M O M S M O N E Y I D
Keluarga

Belum Ada Pengobatan Efektif, Ini Cara Cegah Penularan Hepatitis

Reporter: SS. Kurniawan  |  Editor: S.S. Kurniawan


MOMSMONEY.ID - Sejauh ini, belum ada pengobatan yang efektif untuk hepatitis. Nah, berikut ini cara mencegah penularan hepatitis yang bisa masyarakat lakukan.

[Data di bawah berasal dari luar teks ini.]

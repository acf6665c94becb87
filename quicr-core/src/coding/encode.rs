use bytes::BufMut;

#[derive(thiserror::Error, Debug, Clone, PartialEq)]
pub enum EncodeError {
    #[error("value too large to encode")]
    BoundsExceeded,
}

/// Encode a typed value into a buffer of bytes.
///
/// Mirrors the teacher's `coding::Encode` trait, kept symmetric with
/// [`super::Decode`].
pub trait Encode {
    fn encode<W: BufMut>(&self, w: &mut W) -> Result<(), EncodeError>;

    /// No-op placeholder kept symmetric with `Decode::decode_remaining`;
    /// `BufMut` grows on demand so there's nothing to check.
    fn encode_remaining<W: BufMut>(_w: &mut W, _size: usize) -> Result<(), EncodeError> {
        Ok(())
    }
}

Data Kementerian Kesehatan (Kemenkes) menunjukkan, pada 2022 lalu, sebanyak 35.757 bayi lahir dari ibu yang positif hepatitis.

Dan, puluhan ribu bayi tersebut beresiko menjadi pengidap hepatitis apabila tidak mendapatkan pelayanan lanjut. 

Juru bicara Kemenkes Mohammad Syahril menyampaikan, penularan kasus didominasi oleh penularan langsung dari ibu ke anak.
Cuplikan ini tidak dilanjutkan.